- Directions: Keep only the lines from the start of the data through the line containing "a new client", and output them exactly.

- Available data:
*** Begin section ***
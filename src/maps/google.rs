//! Google Maps Platform client
//!
//! Implements the geocoding, directions and nearby search collaborators on
//! top of the Maps web services (JSON output). Requests go through a
//! `reqwest-middleware` client so transient failures can be retried when
//! `google.max_retries` is configured.

use std::time::{Duration, Instant};

use async_trait::async_trait;
use reqwest::Url;
use reqwest_middleware::{ClientBuilder, ClientWithMiddleware};
use reqwest_retry::{RetryTransientMiddleware, policies::ExponentialBackoff};
use serde::de::DeserializeOwned;
use tracing::{debug, info, instrument, warn};

use super::{Geocoder, PlaceLookup, RouteProvider};
use crate::config::GoogleConfig;
use crate::models::{Coordinate, PlaceCandidate, Route};
use crate::search::LookupParams;
use crate::{Result, RoadbiteError};

const STATUS_OK: &str = "OK";

/// Google Maps web service client
pub struct GoogleMapsClient {
    client: ClientWithMiddleware,
    api_key: String,
    base_url: String,
}

impl GoogleMapsClient {
    /// Create a new client
    pub fn new(config: &GoogleConfig, api_key: impl Into<String>) -> Result<Self> {
        let api_key = api_key.into();
        if api_key.trim().is_empty() {
            return Err(RoadbiteError::config("Google Maps API key cannot be empty"));
        }

        let http = reqwest::Client::builder()
            .timeout(Duration::from_secs(config.timeout_seconds.into()))
            .user_agent(concat!("roadbite/", env!("CARGO_PKG_VERSION")))
            .build()
            .map_err(|e| RoadbiteError::config(format!("Failed to create HTTP client: {e}")))?;

        let mut builder = ClientBuilder::new(http);
        if config.max_retries > 0 {
            let retry_policy = ExponentialBackoff::builder().build_with_max_retries(config.max_retries);
            builder = builder.with(RetryTransientMiddleware::new_with_policy(retry_policy));
        }

        Ok(Self {
            client: builder.build(),
            api_key,
            base_url: config.base_url.trim_end_matches('/').to_string(),
        })
    }

    fn endpoint_url(&self, path: &str, params: &[(&str, String)]) -> Result<Url> {
        let mut query: Vec<(&str, &str)> = params.iter().map(|(k, v)| (*k, v.as_str())).collect();
        query.push(("key", self.api_key.as_str()));

        Url::parse_with_params(&format!("{}/{}", self.base_url, path), &query)
            .map_err(|e| RoadbiteError::config(format!("Invalid Google Maps base URL: {e}")))
    }

    async fn get_json<T: DeserializeOwned>(&self, path: &str, params: &[(&str, String)]) -> Result<T> {
        let url = self.endpoint_url(path, params)?;
        let start_time = Instant::now();

        let response = self.client.get(url).send().await?;
        let status = response.status();

        if status.is_client_error() {
            let body = response.text().await.unwrap_or_default();
            warn!("Google Maps rejected {} request ({}): {}", path, status, body);
            return Err(RoadbiteError::api(format!(
                "Google Maps rejected {path} request with {status}"
            )));
        }
        if !status.is_success() {
            return Err(RoadbiteError::api(format!(
                "Google Maps {path} request failed with {status}"
            )));
        }

        let data = response.json::<T>().await.map_err(|e| {
            RoadbiteError::api(format!("Failed to parse Google Maps {path} response: {e}"))
        })?;

        let elapsed = start_time.elapsed();
        debug!("{} answered in {:.3}s", path, elapsed.as_secs_f64());
        if elapsed.as_secs() > 5 {
            warn!("Slow Google Maps response for {}: {:.3}s", path, elapsed.as_secs_f64());
        }

        Ok(data)
    }
}

#[async_trait]
impl Geocoder for GoogleMapsClient {
    #[instrument(skip(self))]
    async fn geocode(&self, address: &str) -> Result<Option<Coordinate>> {
        let response: wire::GeocodeResponse = self
            .get_json("geocode/json", &[("address", address.to_string())])
            .await?;
        Ok(wire::coordinate_from_geocode(response))
    }
}

#[async_trait]
impl RouteProvider for GoogleMapsClient {
    #[instrument(skip(self))]
    async fn compute_route(&self, origin: Coordinate, destination: Coordinate) -> Result<Route> {
        let response: wire::DirectionsResponse = self
            .get_json(
                "directions/json",
                &[
                    ("origin", origin.to_query_value()),
                    ("destination", destination.to_query_value()),
                    ("mode", "driving".to_string()),
                    ("alternatives", "false".to_string()),
                ],
            )
            .await?;

        let route = wire::route_from_directions(response)?;
        info!(
            "Route from {} to {}: {:.1}km driven, {:.1}km along {} polyline points",
            route.start_address,
            route.end_address,
            route.total_distance_km(),
            route.path_length_km(),
            route.path.len()
        );
        Ok(route)
    }
}

#[async_trait]
impl PlaceLookup for GoogleMapsClient {
    #[instrument(skip(self, params), fields(radius = params.radius_m))]
    async fn lookup_nearby(
        &self,
        location: Coordinate,
        params: &LookupParams,
    ) -> Result<Vec<PlaceCandidate>> {
        let mut query = vec![
            ("location", location.to_query_value()),
            ("radius", params.radius_m.to_string()),
            ("type", params.category.clone()),
        ];
        if let Some(keyword) = &params.keyword {
            query.push(("keyword", keyword.clone()));
        }

        let response: wire::NearbySearchResponse =
            self.get_json("place/nearbysearch/json", &query).await?;
        Ok(wire::places_from_nearby(response))
    }
}

/// Maps web service response structures and conversion utilities
mod wire {
    use serde::Deserialize;
    use tracing::{debug, warn};

    use super::STATUS_OK;
    use crate::maps::polyline::decode_polyline;
    use crate::models::{Coordinate, PlaceCandidate, Route};
    use crate::{Result, RoadbiteError};

    #[derive(Debug, Deserialize)]
    pub struct LatLng {
        pub lat: f64,
        pub lng: f64,
    }

    impl From<LatLng> for Coordinate {
        fn from(value: LatLng) -> Self {
            Coordinate::new(value.lat, value.lng)
        }
    }

    #[derive(Debug, Deserialize)]
    pub struct Geometry {
        pub location: LatLng,
    }

    #[derive(Debug, Deserialize)]
    pub struct GeocodeResponse {
        pub status: String,
        #[serde(default)]
        pub results: Vec<GeocodeResult>,
        pub error_message: Option<String>,
    }

    #[derive(Debug, Deserialize)]
    pub struct GeocodeResult {
        pub geometry: Geometry,
        pub formatted_address: Option<String>,
    }

    #[derive(Debug, Deserialize)]
    pub struct DirectionsResponse {
        pub status: String,
        #[serde(default)]
        pub routes: Vec<DirectionsRoute>,
        pub error_message: Option<String>,
    }

    #[derive(Debug, Deserialize)]
    pub struct DirectionsRoute {
        pub overview_polyline: EncodedPolyline,
        #[serde(default)]
        pub legs: Vec<Leg>,
    }

    #[derive(Debug, Deserialize)]
    pub struct EncodedPolyline {
        pub points: String,
    }

    #[derive(Debug, Deserialize)]
    pub struct Leg {
        pub distance: Option<TextValue>,
        pub duration: Option<TextValue>,
        #[serde(default)]
        pub start_address: String,
        #[serde(default)]
        pub end_address: String,
    }

    #[derive(Debug, Deserialize)]
    pub struct TextValue {
        pub text: String,
        pub value: u64,
    }

    #[derive(Debug, Deserialize)]
    pub struct NearbySearchResponse {
        pub status: String,
        #[serde(default)]
        pub results: Vec<PlaceResult>,
        pub error_message: Option<String>,
    }

    #[derive(Debug, Deserialize)]
    pub struct PlaceResult {
        pub place_id: Option<String>,
        pub name: Option<String>,
        pub rating: Option<f64>,
        pub user_ratings_total: Option<u32>,
        pub price_level: Option<u8>,
        pub vicinity: Option<String>,
        pub geometry: Option<Geometry>,
        #[serde(default)]
        pub types: Vec<String>,
    }

    fn describe(status: &str, error_message: Option<&str>) -> String {
        match error_message {
            Some(message) => format!("{status}: {message}"),
            None => status.to_string(),
        }
    }

    /// First geocoding hit; any unsuccessful status counts as no match
    pub fn coordinate_from_geocode(response: GeocodeResponse) -> Option<Coordinate> {
        if response.status != STATUS_OK {
            debug!(
                "Geocoding returned {}",
                describe(&response.status, response.error_message.as_deref())
            );
            return None;
        }
        let first = response.results.into_iter().next()?;
        if let Some(address) = &first.formatted_address {
            debug!("Geocoded to {}", address);
        }
        Some(first.geometry.location.into())
    }

    pub fn route_from_directions(response: DirectionsResponse) -> Result<Route> {
        if response.status != STATUS_OK {
            return Err(RoadbiteError::route_failed(describe(
                &response.status,
                response.error_message.as_deref(),
            )));
        }

        let route = response
            .routes
            .into_iter()
            .next()
            .ok_or_else(|| RoadbiteError::route_failed("no routes in directions response"))?;
        let path = decode_polyline(&route.overview_polyline.points)?;

        let first_leg = route
            .legs
            .first()
            .ok_or_else(|| RoadbiteError::route_failed("route has no legs"))?;
        let last_leg = route.legs.last().unwrap_or(first_leg);

        let total_distance_m = route
            .legs
            .iter()
            .filter_map(|leg| leg.distance.as_ref().map(|d| d.value))
            .sum();
        let duration_s = route
            .legs
            .iter()
            .map(|leg| leg.duration.as_ref().map(|d| d.value))
            .sum::<Option<u64>>();
        let single_leg = route.legs.len() == 1;

        Ok(Route {
            total_distance_m,
            duration_s,
            distance_text: first_leg
                .distance
                .as_ref()
                .filter(|_| single_leg)
                .map(|d| d.text.clone()),
            duration_text: first_leg
                .duration
                .as_ref()
                .filter(|_| single_leg)
                .map(|d| d.text.clone()),
            start_address: first_leg.start_address.clone(),
            end_address: last_leg.end_address.clone(),
            path,
        })
    }

    /// Candidates of a nearby search; unsuccessful statuses yield none
    pub fn places_from_nearby(response: NearbySearchResponse) -> Vec<PlaceCandidate> {
        if response.status != STATUS_OK {
            if response.status != "ZERO_RESULTS" {
                warn!(
                    "Nearby search returned {}",
                    describe(&response.status, response.error_message.as_deref())
                );
            }
            return Vec::new();
        }

        response
            .results
            .into_iter()
            .filter_map(|place| {
                let name = place.name?;
                Some(PlaceCandidate {
                    place_id: place.place_id,
                    name,
                    rating: place.rating,
                    rating_count: place.user_ratings_total.unwrap_or(0),
                    price_level: place.price_level,
                    address: place.vicinity,
                    coordinate: place.geometry.map(|g| g.location.into()),
                    types: place.types,
                    distance_from_start_km: 0.0,
                    sample: 0,
                })
            })
            .collect()
    }
}
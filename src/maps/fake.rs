//! In-memory maps collaborators for tests

use std::collections::{HashMap, HashSet};
use std::sync::Arc;
use std::sync::atomic::{AtomicUsize, Ordering};

use async_trait::async_trait;
use tokio::sync::Notify;

use super::{Geocoder, PlaceLookup, RouteProvider};
use crate::models::{Coordinate, PlaceCandidate, Route};
use crate::search::LookupParams;
use crate::{Result, RoadbiteError};

/// Pauses the first place lookup until released
#[derive(Default)]
pub struct Gate {
    pub entered: Notify,
    pub release: Notify,
}

/// Scripted maps service: fixed geocodes, one route, place lists per call
#[derive(Default)]
pub struct FakeMaps {
    locations: HashMap<String, Coordinate>,
    route: Option<Route>,
    places: Vec<Vec<PlaceCandidate>>,
    failing_lookups: HashSet<usize>,
    gate: Option<Arc<Gate>>,
    geocode_calls: AtomicUsize,
    route_calls: AtomicUsize,
    lookup_calls: AtomicUsize,
}

impl FakeMaps {
    pub fn new() -> Self {
        Self::default()
    }

    pub fn with_location(mut self, address: &str, coordinate: Coordinate) -> Self {
        self.locations.insert(address.to_string(), coordinate);
        self
    }

    pub fn with_route(mut self, route: Route) -> Self {
        self.route = Some(route);
        self
    }

    /// Places returned by the n-th lookup, in call order
    pub fn with_places(mut self, places: Vec<Vec<PlaceCandidate>>) -> Self {
        self.places = places;
        self
    }

    pub fn failing_lookup(mut self, call: usize) -> Self {
        self.failing_lookups.insert(call);
        self
    }

    pub fn with_gate(mut self, gate: Arc<Gate>) -> Self {
        self.gate = Some(gate);
        self
    }

    pub fn geocode_calls(&self) -> usize {
        self.geocode_calls.load(Ordering::SeqCst)
    }

    pub fn route_calls(&self) -> usize {
        self.route_calls.load(Ordering::SeqCst)
    }

    pub fn lookup_calls(&self) -> usize {
        self.lookup_calls.load(Ordering::SeqCst)
    }
}

#[async_trait]
impl Geocoder for FakeMaps {
    async fn geocode(&self, address: &str) -> Result<Option<Coordinate>> {
        self.geocode_calls.fetch_add(1, Ordering::SeqCst);
        Ok(self.locations.get(address).copied())
    }
}

#[async_trait]
impl RouteProvider for FakeMaps {
    async fn compute_route(&self, _origin: Coordinate, _destination: Coordinate) -> Result<Route> {
        self.route_calls.fetch_add(1, Ordering::SeqCst);
        self.route
            .clone()
            .ok_or_else(|| RoadbiteError::route_failed("ZERO_RESULTS"))
    }
}

#[async_trait]
impl PlaceLookup for FakeMaps {
    async fn lookup_nearby(
        &self,
        _location: Coordinate,
        _params: &LookupParams,
    ) -> Result<Vec<PlaceCandidate>> {
        let call = self.lookup_calls.fetch_add(1, Ordering::SeqCst);
        if let Some(gate) = &self.gate {
            if call == 0 {
                gate.entered.notify_one();
                gate.release.notified().await;
            }
        }
        if self.failing_lookups.contains(&call) {
            return Err(RoadbiteError::api("connection reset"));
        }
        Ok(self.places.get(call).cloned().unwrap_or_default())
    }
}
//! Configuration management for the roadbite application
//!
//! Handles loading configuration from files, environment variables,
//! and provides validation for all configuration settings.

use crate::RoadbiteError;
use crate::search::{LookupParams, PolicyPreset, SearchPolicy};
use anyhow::{Context, Result};
use config::{Config, Environment, File};
use serde::{Deserialize, Serialize};
use std::path::PathBuf;

/// Environment variable consulted when no API key is configured
pub const API_KEY_ENV: &str = "GOOGLE_MAPS_API_KEY";

/// Root configuration structure for the roadbite application
#[derive(Debug, Clone, Default, Serialize, Deserialize)]
pub struct RoadbiteConfig {
    /// Google Maps web service configuration
    #[serde(default)]
    pub google: GoogleConfig,
    /// Search defaults
    #[serde(default)]
    pub search: SearchConfig,
    /// Logging configuration
    #[serde(default)]
    pub logging: LoggingConfig,
    /// HTTP API settings
    #[serde(default)]
    pub server: ServerConfig,
}

/// Google Maps web service settings
#[derive(Debug, Clone, Serialize, Deserialize)]
pub struct GoogleConfig {
    /// Maps Platform API key
    pub api_key: Option<String>,
    /// Base URL for the web services
    #[serde(default = "default_google_base_url")]
    pub base_url: String,
    /// Request timeout in seconds
    #[serde(default = "default_google_timeout")]
    pub timeout_seconds: u32,
    /// Retries for transient failures, 0 disables retrying
    #[serde(default)]
    pub max_retries: u32,
}

/// Search defaults
#[derive(Debug, Clone, Serialize, Deserialize)]
pub struct SearchConfig {
    /// Policy preset name
    #[serde(default)]
    pub policy: PolicyPreset,
    /// Nearby search radius in metres
    #[serde(default = "default_radius")]
    pub radius_m: u32,
    /// Place type to search for
    #[serde(default = "default_category")]
    pub category: String,
    /// Free-text keyword sent along with every lookup
    #[serde(default = "default_keyword")]
    pub keyword: Option<String>,
}

/// Logging configuration settings
#[derive(Debug, Clone, Serialize, Deserialize)]
pub struct LoggingConfig {
    /// Log level (error, warn, info, debug, trace)
    #[serde(default = "default_log_level")]
    pub level: String,
    /// Log format (pretty or json)
    #[serde(default = "default_log_format")]
    pub format: String,
    /// OTLP/HTTP collector endpoint; traces are only exported when set
    pub otlp_endpoint: Option<String>,
}

#[derive(Debug, Clone, Serialize, Deserialize)]
pub struct ServerConfig {
    #[serde(default = "default_port")]
    pub port: u16,
}

// Default value functions
fn default_google_base_url() -> String {
    "https://maps.googleapis.com/maps/api".to_string()
}

fn default_google_timeout() -> u32 {
    30
}

fn default_radius() -> u32 {
    2000
}

fn default_category() -> String {
    "restaurant".to_string()
}

#[allow(clippy::unnecessary_wraps)]
fn default_keyword() -> Option<String> {
    Some("restaurant food dining".to_string())
}

fn default_log_level() -> String {
    "info".to_string()
}

fn default_log_format() -> String {
    "pretty".to_string()
}

fn default_port() -> u16 {
    3000
}

impl Default for GoogleConfig {
    fn default() -> Self {
        Self {
            api_key: None,
            base_url: default_google_base_url(),
            timeout_seconds: default_google_timeout(),
            max_retries: 0,
        }
    }
}

impl Default for SearchConfig {
    fn default() -> Self {
        Self {
            policy: PolicyPreset::default(),
            radius_m: default_radius(),
            category: default_category(),
            keyword: default_keyword(),
        }
    }
}

impl Default for LoggingConfig {
    fn default() -> Self {
        Self {
            level: default_log_level(),
            format: default_log_format(),
            otlp_endpoint: None,
        }
    }
}

impl Default for ServerConfig {
    fn default() -> Self {
        Self {
            port: default_port(),
        }
    }
}

impl RoadbiteConfig {
    /// Load configuration from file and environment variables
    pub fn load() -> Result<Self> {
        Self::load_from_path(None)
    }

    /// Load configuration from specified path
    pub fn load_from_path(config_path: Option<PathBuf>) -> Result<Self> {
        let mut builder = Config::builder();

        // Load from file if path is provided or use default location
        let config_file = config_path.unwrap_or_else(|| {
            Self::get_config_path().unwrap_or_else(|| PathBuf::from("config.toml"))
        });

        if config_file.exists() {
            builder = builder.add_source(
                File::from(config_file.clone())
                    .required(false)
                    .format(config::FileFormat::Toml),
            );
        }

        // Add environment variable overrides with ROADBITE_ prefix
        builder = builder.add_source(
            Environment::with_prefix("ROADBITE")
                .prefix_separator("_")
                .separator("__")
                .try_parsing(true),
        );

        let settings = builder
            .build()
            .with_context(|| "Failed to build configuration")?;

        let mut config: RoadbiteConfig = settings
            .try_deserialize()
            .with_context(|| "Failed to deserialize configuration")?;

        // Apply defaults for missing values
        config.apply_defaults();

        // Validate configuration
        config.validate()?;

        Ok(config)
    }

    /// Get the default configuration file path
    #[must_use]
    pub fn get_config_path() -> Option<PathBuf> {
        dirs::config_dir().map(|dir| dir.join("roadbite").join("config.toml"))
    }

    /// Apply default values to missing configuration fields
    pub fn apply_defaults(&mut self) {
        if self.google.base_url.is_empty() {
            self.google.base_url = default_google_base_url();
        }
        if self.google.timeout_seconds == 0 {
            self.google.timeout_seconds = default_google_timeout();
        }
        if self.search.radius_m == 0 {
            self.search.radius_m = default_radius();
        }
        if self.search.category.is_empty() {
            self.search.category = default_category();
        }
        if self.logging.level.is_empty() {
            self.logging.level = default_log_level();
        }
        if self.logging.format.is_empty() {
            self.logging.format = default_log_format();
        }
        if self.server.port == 0 {
            self.server.port = default_port();
        }
    }

    /// Validate all configuration settings
    pub fn validate(&self) -> Result<()> {
        self.validate_api_key()?;
        self.validate_numeric_ranges()?;
        self.validate_string_values()?;
        Ok(())
    }

    /// A configured key must look plausible; a missing one is checked later
    pub fn validate_api_key(&self) -> Result<()> {
        if let Some(api_key) = &self.google.api_key {
            if api_key.trim().is_empty() {
                return Err(RoadbiteError::config(
                    "Google Maps API key cannot be empty if provided. Either remove it or provide a valid key."
                ).into());
            }

            if api_key.len() < 8 || api_key.len() > 100 {
                return Err(RoadbiteError::config(
                    "Google Maps API key appears to be invalid. Please check your API key."
                ).into());
            }
        }

        Ok(())
    }

    /// Validate numeric configuration ranges
    fn validate_numeric_ranges(&self) -> Result<()> {
        if self.google.timeout_seconds > 300 {
            return Err(RoadbiteError::config(
                "Google Maps timeout cannot exceed 300 seconds"
            ).into());
        }

        if self.google.max_retries > 10 {
            return Err(RoadbiteError::config(
                "Google Maps max retries cannot exceed 10"
            ).into());
        }

        if self.search.radius_m > 50_000 {
            return Err(RoadbiteError::config(
                "Search radius cannot exceed 50000 metres"
            ).into());
        }

        Ok(())
    }

    /// Validate string configuration values
    fn validate_string_values(&self) -> Result<()> {
        let valid_log_levels = ["error", "warn", "info", "debug", "trace"];
        if !valid_log_levels.contains(&self.logging.level.as_str()) {
            return Err(RoadbiteError::config(
                format!("Invalid log level '{}'. Must be one of: {}",
                    self.logging.level,
                    valid_log_levels.join(", ")
                )
            ).into());
        }

        let valid_log_formats = ["pretty", "json"];
        if !valid_log_formats.contains(&self.logging.format.as_str()) {
            return Err(RoadbiteError::config(
                format!("Invalid log format '{}'. Must be one of: {}",
                    self.logging.format,
                    valid_log_formats.join(", ")
                )
            ).into());
        }

        if !self.google.base_url.starts_with("http://") && !self.google.base_url.starts_with("https://") {
            return Err(RoadbiteError::config(
                "Google Maps base URL must be a valid HTTP or HTTPS URL"
            ).into());
        }

        Ok(())
    }

    /// Configured API key, falling back to the `GOOGLE_MAPS_API_KEY` variable
    pub fn google_api_key(&self) -> Result<String> {
        self.google
            .api_key
            .clone()
            .or_else(|| std::env::var(API_KEY_ENV).ok())
            .filter(|key| !key.trim().is_empty())
            .ok_or_else(|| {
                RoadbiteError::config(format!(
                    "No Google Maps API key. Set google.api_key or {API_KEY_ENV}."
                ))
                .into()
            })
    }

    /// Search policy from the configured preset and lookup settings
    #[must_use]
    pub fn search_policy(&self, preset: Option<PolicyPreset>) -> SearchPolicy {
        SearchPolicy {
            lookup: LookupParams {
                radius_m: self.search.radius_m,
                category: self.search.category.clone(),
                keyword: self.search.keyword.clone(),
            },
            ..preset.unwrap_or(self.search.policy).policy()
        }
    }
}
*** End section ***
- Your solution:
filename src/maps/google.rs
//! Google Maps Platform client
//!
//! Implements the geocoding, directions and nearby search collaborators on
//! top of the Maps web services (JSON output). Requests go through a
//! `reqwest-middleware` client so transient failures can be retried when
//! `google.max_retries` is configured.

use std::time::{Duration, Instant};

use async_trait::async_trait;
use reqwest::Url;
use reqwest_middleware::{ClientBuilder, ClientWithMiddleware};
use reqwest_retry::{RetryTransientMiddleware, policies::ExponentialBackoff};
use serde::de::DeserializeOwned;
use tracing::{debug, info, instrument, warn};

use super::{Geocoder, PlaceLookup, RouteProvider};
use crate::config::GoogleConfig;
use crate::models::{Coordinate, PlaceCandidate, Route};
use crate::search::LookupParams;
use crate::{Result, RoadbiteError};

const STATUS_OK: &str = "OK";

/// Google Maps web service client
pub struct GoogleMapsClient {
    client: ClientWithMiddleware,
    api_key: String,
    base_url: String,
}

impl GoogleMapsClient {
    /// Create a new client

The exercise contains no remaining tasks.